Sumber: Kompas.com | Editor: Hendra Gunawan
JAKARTA. Hakim Mahkamah Konstitusi (MK) Anwar Usman mengaku kaget ketika Akil Mochtar, yang saat itu menjabat Ketua MK, ditangkap Komisi Pemberantasan Korupsi (KPK) terkait kasus dugaan suap pengurusan sengketa Pilkada Gunung Mas, Kalimantan Tengah. Menurut Anwar, proses penanganan perkara sengketa Pilkada di MK selalu sesuai prosedur.
"Saya kaget dan sangat terpukul karena sidangnya selama ini normal dan sesuai prosedur," ujar Anwar saat bersaksi untuk terdakwa Politisi Partai Golkar Chairun Nisa, di Pengadilan Tindak Pidana Korupsi, Jakarta, Kamis (13/2).

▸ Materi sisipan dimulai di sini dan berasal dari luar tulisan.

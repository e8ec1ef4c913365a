use slack_relay::env::SystemEnv;
use slack_relay::{GiphyClient, RelayConfig, SlackClient, serve};

#[tokio::main]
async fn main() -> Result<(), Box<dyn std::error::Error + Send + Sync>> {
    dotenvy::dotenv().ok();

    let subscriber = tracing_subscriber::fmt()
        .with_env_filter(
            tracing_subscriber::EnvFilter::try_from_default_env()
                .unwrap_or_else(|_| tracing_subscriber::EnvFilter::new("info")),
        )
        .finish();
    tracing::subscriber::set_global_default(subscriber)?;

    let config = RelayConfig::from_env(&SystemEnv)?;
    tracing::debug!(?config, "Configuration loaded");

    let http = reqwest::Client::new();
    let slack = SlackClient::new(
        http.clone(),
        config.bot_token.clone(),
        config.slack_api_base.clone(),
    );
    let media = GiphyClient::new(
        http,
        config.giphy_api_key.clone(),
        config.giphy_api_base.clone(),
    );

    serve(config, slack, media).await
}
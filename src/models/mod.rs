pub mod article;
pub mod student;
pub mod user;

pub use article::*;
pub use student::*;
pub use user::*;
use mongodb::bson::Bson;
use serde::{Deserialize, Serialize};

pub const HOMEWORK: &str = "homework";
pub const EXAM: &str = "exam";
pub const QUIZ: &str = "quiz";

/// Document in the "students" collection (read-only for the catalog)
#[derive(Debug, Serialize, Deserialize, Clone, PartialEq)]
pub struct Student {
    #[serde(rename = "_id", skip_serializing_if = "Option::is_none", default)]
    pub id: Option<Bson>,
    pub name: String,
    #[serde(default)]
    pub scores: Vec<Score>,
}

#[derive(Debug, Serialize, Deserialize, Clone, PartialEq)]
pub struct Score {
    #[serde(rename = "type")]
    pub kind: String,
    pub score: f64,
}

impl Score {
    pub fn new(kind: &str, score: f64) -> Self {
        Self {
            kind: kind.to_string(),
            score,
        }
    }
}

// ==================== AGGREGATION RESULTS ====================

/// Student holding the lowest homework score of the whole collection
#[derive(Debug, Serialize, Deserialize, Clone, PartialEq)]
pub struct WorstHomework {
    #[serde(rename = "_id", skip_serializing_if = "Option::is_none", default)]
    pub student_id: Option<Bson>,
    pub name: String,
    pub worst_homework_score: f64,
}

#[derive(Debug, Serialize, Deserialize, Clone, PartialEq)]
pub struct HomeworkAverage {
    pub avg_score: f64,
}

#[derive(Debug, Serialize, Deserialize, Clone, PartialEq)]
pub struct TypeAverage {
    #[serde(rename = "type")]
    pub kind: String,
    pub avg_score: Option<f64>,
}

#[derive(Debug, Serialize, Deserialize, Clone, PartialEq)]
pub struct StudentTypeAverages {
    #[serde(rename = "studentId")]
    pub student_id: Bson,
    pub scores: Vec<TypeAverage>,
}

impl StudentTypeAverages {
    /// Highest per-type average; the key students are ordered by.
    pub fn best_average(&self) -> Option<f64> {
        self.scores
            .iter()
            .filter_map(|s| s.avg_score)
            .fold(None, |best, v| Some(best.map_or(v, |b: f64| b.max(v))))
    }
}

Anwar mengatakan, ia tak pernah menaruh rasa curiga terhadap Akil. Menurutnya, ia baru mengetahui keterlibatan Akil saat pertama kali diperiksa penyidik KPK.
"Saya baru empat bulan sejak Pak Mahfud pensiun. Sidang selalu prosedural tidak ada yang mencurigakan. Ketika saya dimintai keterangan KPK, baru saya tahu," terangnya.
Dalam perkara Pilkada Kabupaten Gunung Mas, Akil Mochtar menjabat Ketua Panel. Sedangkan anggota panel yaitu Maria Farida Indrati dan Anwar Usman. Menurut Anwar, ketiga hakim menolak gugatan Pilkada Gunung Mas.
"Untuk permohonan bakal pasangan calon Buoati Gunung Mas, permohonan tidak dapat diterima," terangnya.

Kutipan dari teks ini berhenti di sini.